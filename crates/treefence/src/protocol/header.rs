// SPDX-License-Identifier: Apache-2.0 OR MIT
// Copyright (c) 2025-2026 naskel.com

//! Message header and transmit frames.
//!
//! # Wire Format
//!
//! Base header, used as is on direct sockets:
//!
//! ```text
//! +-----------+-----------+-----------+-----------+--------------+
//! | magic 4B  | type 4B   | seq 4B    | sender 4B | payload 4B   |
//! +-----------+-----------+-----------+-----------+--------------+
//! ```
//!
//! Indirect (control-plane) messages prepend an envelope:
//!
//! ```text
//! +----------------+-------------+-------------+---------+
//! | total len 4B   | rport 2B    | base header | payload |
//! +----------------+-------------+-------------+---------+
//! ```
//!
//! `total len` counts every byte of the indirect message including itself.
//! `rport` is non-zero only while the sender advertises its direct listener.
//! All integers are big-endian.

use std::borrow::Cow;
use std::sync::Arc;

use crate::context::NodeId;
use crate::error::{Error, Result};

/// Header magic ("TFNC").
pub const HEADER_MAGIC: u32 = 0x5446_4E43;

/// Size of the base header.
pub const BASE_HEADER_SIZE: usize = 20;

/// Size of the indirect envelope (outer length + reverse port).
pub const ENVELOPE_SIZE: usize = 6;

/// Largest header any transport prepends; reserved at the front of every buffer.
pub const MAX_HEADER_SIZE: usize = ENVELOPE_SIZE + BASE_HEADER_SIZE;

/// Message types.
#[derive(Clone, Copy, Debug, PartialEq, Eq, Hash)]
#[repr(u32)]
pub enum MsgType {
    /// Contribution travelling to the parent
    FanIn = 1,
    /// Aggregate travelling to the children
    FanOut = 2,
    /// Direct modex exchange (recognised, not served)
    DirectModex = 3,
    /// First frame on a freshly dialled direct socket
    DirectHello = 4,
}

impl MsgType {
    /// Decode the wire value.
    pub fn from_u32(v: u32) -> Option<Self> {
        match v {
            1 => Some(MsgType::FanIn),
            2 => Some(MsgType::FanOut),
            3 => Some(MsgType::DirectModex),
            4 => Some(MsgType::DirectHello),
            _ => None,
        }
    }

    /// Short name for logs.
    pub fn name(self) -> &'static str {
        match self {
            MsgType::FanIn => "FAN-IN",
            MsgType::FanOut => "FAN-OUT",
            MsgType::DirectModex => "DIRECT-MODEX",
            MsgType::DirectHello => "DIRECT-HELLO",
        }
    }
}

/// Decoded base header.
#[derive(Clone, Copy, Debug, PartialEq, Eq)]
pub struct MessageHeader {
    /// Message type
    pub msg_type: MsgType,
    /// Generation the message belongs to
    pub seq: u32,
    /// Sending node
    pub sender: NodeId,
    /// Bytes following the header
    pub payload_size: u32,
}

impl MessageHeader {
    /// Build a header.
    pub fn new(msg_type: MsgType, seq: u32, sender: NodeId, payload_size: u32) -> Self {
        Self {
            msg_type,
            seq,
            sender,
            payload_size,
        }
    }

    /// Write the header into the first [`BASE_HEADER_SIZE`] bytes of `out`.
    pub fn encode_into(&self, out: &mut [u8]) {
        out[0..4].copy_from_slice(&HEADER_MAGIC.to_be_bytes());
        out[4..8].copy_from_slice(&(self.msg_type as u32).to_be_bytes());
        out[8..12].copy_from_slice(&self.seq.to_be_bytes());
        out[12..16].copy_from_slice(&self.sender.0.to_be_bytes());
        out[16..20].copy_from_slice(&self.payload_size.to_be_bytes());
    }

    /// Encode to an owned array.
    pub fn to_bytes(&self) -> [u8; BASE_HEADER_SIZE] {
        let mut out = [0u8; BASE_HEADER_SIZE];
        self.encode_into(&mut out);
        out
    }

    /// Parse a base header from the front of `bytes`.
    pub fn decode(bytes: &[u8]) -> Result<Self> {
        if bytes.len() < BASE_HEADER_SIZE {
            return Err(Error::Codec(format!(
                "header truncated: {} bytes",
                bytes.len()
            )));
        }
        let magic = read_u32(bytes, 0);
        if magic != HEADER_MAGIC {
            return Err(Error::Codec(format!("bad magic 0x{:08x}", magic)));
        }
        let raw_type = read_u32(bytes, 4);
        let msg_type = MsgType::from_u32(raw_type).ok_or(Error::UnsupportedMessage(raw_type))?;
        Ok(Self {
            msg_type,
            seq: read_u32(bytes, 8),
            sender: NodeId(read_u32(bytes, 12)),
            payload_size: read_u32(bytes, 16),
        })
    }
}

/// Decoded indirect message.
#[derive(Debug)]
pub struct IndirectMessage<'a> {
    /// Advertised direct listener port (0 when none)
    pub rport: u16,
    /// Base header
    pub header: MessageHeader,
    /// Payload (preamble + data)
    pub payload: &'a [u8],
}

/// Parse a full control-plane message.
pub fn decode_indirect(bytes: &[u8]) -> Result<IndirectMessage<'_>> {
    if bytes.len() < MAX_HEADER_SIZE {
        return Err(Error::Codec(format!(
            "indirect message truncated: {} bytes",
            bytes.len()
        )));
    }
    let total = read_u32(bytes, 0) as usize;
    if total != bytes.len() {
        return Err(Error::Codec(format!(
            "indirect length mismatch: header says {}, got {}",
            total,
            bytes.len()
        )));
    }
    let rport = u16::from_be_bytes([bytes[4], bytes[5]]);
    let header = MessageHeader::decode(&bytes[ENVELOPE_SIZE..])?;
    let payload = &bytes[MAX_HEADER_SIZE..];
    if payload.len() != header.payload_size as usize {
        return Err(Error::Codec(format!(
            "payload size mismatch: header says {}, got {}",
            header.payload_size,
            payload.len()
        )));
    }
    Ok(IndirectMessage {
        rport,
        header,
        payload,
    })
}

/// Stamped, immutable message ready for either transport.
///
/// Holds `[envelope][base header][payload]` with a zero reverse port; the
/// direct view skips the envelope. The storage is the stamped buffer itself,
/// shared between transports and handed back by [`Frame::into_vec`].
#[derive(Clone, Debug)]
pub struct Frame {
    bytes: Arc<Vec<u8>>,
}

impl Frame {
    /// Stamp `header` into the reserved front of `buf` and freeze it.
    ///
    /// `buf` must start with [`MAX_HEADER_SIZE`] reserved bytes followed by
    /// exactly `header.payload_size` payload bytes.
    pub fn stamp(mut buf: Vec<u8>, header: &MessageHeader) -> Self {
        let total = buf.len() as u32;
        buf[0..4].copy_from_slice(&total.to_be_bytes());
        buf[4..6].copy_from_slice(&0u16.to_be_bytes());
        header.encode_into(&mut buf[ENVELOPE_SIZE..MAX_HEADER_SIZE]);
        Self {
            bytes: Arc::new(buf),
        }
    }

    /// Build a frame from a header and a separate payload.
    pub fn build(header: &MessageHeader, payload: &[u8]) -> Self {
        let mut buf = Vec::with_capacity(MAX_HEADER_SIZE + payload.len());
        buf.resize(MAX_HEADER_SIZE, 0);
        buf.extend_from_slice(payload);
        Self::stamp(buf, header)
    }

    /// Header-only frame (no payload), e.g. DIRECT-HELLO.
    pub fn header_only(msg_type: MsgType, seq: u32, sender: NodeId) -> Self {
        Self::build(&MessageHeader::new(msg_type, seq, sender, 0), &[])
    }

    /// Take the storage back when no other clone is alive.
    pub fn into_vec(self) -> core::result::Result<Vec<u8>, Frame> {
        Arc::try_unwrap(self.bytes).map_err(|bytes| Frame { bytes })
    }

    /// Whole stamped buffer, reserved region included.
    pub fn as_bytes(&self) -> &[u8] {
        self.bytes.as_slice()
    }

    /// Bytes for a direct socket: base header and payload.
    pub fn direct_bytes(&self) -> &[u8] {
        &self.bytes[ENVELOPE_SIZE..]
    }

    /// Bytes for the control plane, with `rport` advertised.
    pub fn indirect_bytes(&self, rport: u16) -> Cow<'_, [u8]> {
        if rport == 0 {
            return Cow::Borrowed(self.bytes.as_slice());
        }
        let mut owned = self.bytes.to_vec();
        owned[4..6].copy_from_slice(&rport.to_be_bytes());
        Cow::Owned(owned)
    }

    /// Decoded header.
    pub fn header(&self) -> Result<MessageHeader> {
        MessageHeader::decode(self.direct_bytes())
    }

    /// Payload bytes.
    pub fn payload(&self) -> &[u8] {
        &self.bytes[MAX_HEADER_SIZE..]
    }

    /// Length of the indirect encoding.
    pub fn len(&self) -> usize {
        self.bytes.len()
    }

    /// Whether the frame carries no payload.
    pub fn is_empty(&self) -> bool {
        self.bytes.len() == MAX_HEADER_SIZE
    }
}

fn read_u32(bytes: &[u8], at: usize) -> u32 {
    u32::from_be_bytes([bytes[at], bytes[at + 1], bytes[at + 2], bytes[at + 3]])
}

#[cfg(test)]
mod tests {
    use super::*;

    #[test]
    fn test_header_layout_is_big_endian() {
        let hdr = MessageHeader::new(MsgType::FanOut, 7, NodeId(3), 5);
        let bytes = hdr.to_bytes();
        assert_eq!(&bytes[0..4], &[0x54, 0x46, 0x4E, 0x43]);
        assert_eq!(&bytes[4..8], &[0, 0, 0, 2]);
        assert_eq!(&bytes[8..12], &[0, 0, 0, 7]);
        assert_eq!(&bytes[12..16], &[0, 0, 0, 3]);
        assert_eq!(&bytes[16..20], &[0, 0, 0, 5]);
        assert_eq!(MessageHeader::decode(&bytes).expect("decode"), hdr);
    }

    #[test]
    fn test_bad_magic_rejected() {
        let mut bytes = MessageHeader::new(MsgType::FanIn, 0, NodeId(0), 0).to_bytes();
        bytes[0] = 0;
        assert!(matches!(MessageHeader::decode(&bytes), Err(Error::Codec(_))));
    }

    #[test]
    fn test_unknown_type_is_unsupported() {
        let mut bytes = MessageHeader::new(MsgType::FanIn, 0, NodeId(0), 0).to_bytes();
        bytes[4..8].copy_from_slice(&99u32.to_be_bytes());
        assert!(matches!(
            MessageHeader::decode(&bytes),
            Err(Error::UnsupportedMessage(99))
        ));
    }

    #[test]
    fn test_indirect_envelope_carries_rport() {
        let frame = Frame::build(&MessageHeader::new(MsgType::FanIn, 1, NodeId(2), 3), b"abc");
        let wire = frame.indirect_bytes(40123);
        let msg = decode_indirect(&wire).expect("decode");
        assert_eq!(msg.rport, 40123);
        assert_eq!(msg.header.sender, NodeId(2));
        assert_eq!(msg.payload, b"abc");

        let plain = frame.indirect_bytes(0);
        assert!(matches!(plain, Cow::Borrowed(_)));
        assert_eq!(decode_indirect(&plain).expect("decode").rport, 0);
    }

    #[test]
    fn test_direct_view_skips_envelope() {
        let frame = Frame::build(&MessageHeader::new(MsgType::FanOut, 4, NodeId(1), 2), b"xy");
        assert_eq!(frame.direct_bytes().len(), BASE_HEADER_SIZE + 2);
        assert_eq!(frame.header().expect("header").seq, 4);
        assert_eq!(frame.payload(), b"xy");
    }

    #[test]
    fn test_truncated_indirect_rejected() {
        let frame = Frame::build(&MessageHeader::new(MsgType::FanIn, 1, NodeId(2), 3), b"abc");
        let wire = frame.indirect_bytes(0);
        assert!(decode_indirect(&wire[..wire.len() - 1]).is_err());
    }

    #[test]
    fn test_frame_storage_returned_once_unshared() {
        let frame = Frame::build(&MessageHeader::new(MsgType::FanIn, 1, NodeId(2), 3), b"abc");
        let ptr = frame.as_bytes().as_ptr();
        let queued = frame.clone();

        let frame = frame.into_vec().expect_err("still shared with the send queue");
        drop(queued);
        let storage = frame.into_vec().expect("sole owner");
        assert_eq!(storage.as_ptr(), ptr, "same allocation, no copy");
        assert_eq!(&storage[MAX_HEADER_SIZE..], b"abc");
    }
}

---------------

PROBLEM STATEMENT: Your answer should be the lines of the material above that include "Borrowed".

EXERCISE RESPONSE:
            return Cow::Borrowed(self.bytes.as_slice());
        assert!(matches!(plain, Cow::Borrowed(_)));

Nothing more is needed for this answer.